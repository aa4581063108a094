//!
//! # Def21 Design Exchange Format (DEF) Routing Paths
//!
//! Data model and writer for the routing content of DEF designs:
//! the `NETS` and `SPECIALNETS` sections, their wires and shields,
//! and the tagged token sequences ([DefPath]s) which describe each routed path.
//!
//! Paths are built token by token and replayed with a [PathCursor]:
//!
//! ```
//! use def21::*;
//!
//! let mut path = DefPath::new();
//! path.add_layer("M1");
//! path.add_width(100);
//! path.add_point(0, 0);
//! path.add_point(1000, 0);
//!
//! let mut net = DefNet::new("clk");
//! net.add_wire(DefRouteStatus::Routed, None);
//! net.add_wire_path(path, false).unwrap();
//! assert_eq!(net.num_wire_paths(), 1);
//! ```
//!

// Keyword enumerations. Must come first, so its macro is available to the modules below.
#[macro_use]
mod enumstr;
pub use enumstr::EnumStr;

// Primary data model
pub mod data;
pub use data::*;

pub mod path;
pub use path::{DefPath, FlushPoint, PathItem, PathToken, ViaData, ViaMask, ViaRect};

pub mod cursor;
pub use cursor::PathCursor;

pub mod net;
pub use net::*;

// Serialization, writing, and debug-printing
pub mod ser;
pub use ser::{SerdeFile, SerializationFormat};

pub mod print;
pub mod write;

——————————

Without skipping a line, retype the full listing.

repository aa4581063108a094
//!
//! # Def21 Design Exchange Format (DEF) Routing Paths
//!
//! Data model and writer for the routing content of DEF designs:
//! the `NETS` and `SPECIALNETS` sections, their wires and shields,
//! and the tagged token sequences ([DefPath]s) which describe each routed path.
//!
//! Paths are built token by token and replayed with a [PathCursor]:
//!
//! ```
//! use def21::*;
//!
//! let mut path = DefPath::new();
//! path.add_layer("M1");
//! path.add_width(100);
//! path.add_point(0, 0);
//! path.add_point(1000, 0);
//!
//! let mut net = DefNet::new("clk");
//! net.add_wire(DefRouteStatus::Routed, None);
//! net.add_wire_path(path, false).unwrap();
//! assert_eq!(net.num_wire_paths(), 1);
//! ```
//!

// Keyword enumerations. Must come first, so its macro is available to the modules below.
#[macro_use]
mod enumstr;
pub use enumstr::EnumStr;

// Primary data model
pub mod data;
pub use data::*;

pub mod path;
pub use path::{DefPath, FlushPoint, PathItem, PathToken, ViaData, ViaMask, ViaRect};

pub mod cursor;
pub use cursor::PathCursor;

pub mod net;
pub use net::*;

// Serialization, writing, and debug-printing
pub mod ser;
pub use ser::{SerdeFile, SerializationFormat};

pub mod print;
pub mod write;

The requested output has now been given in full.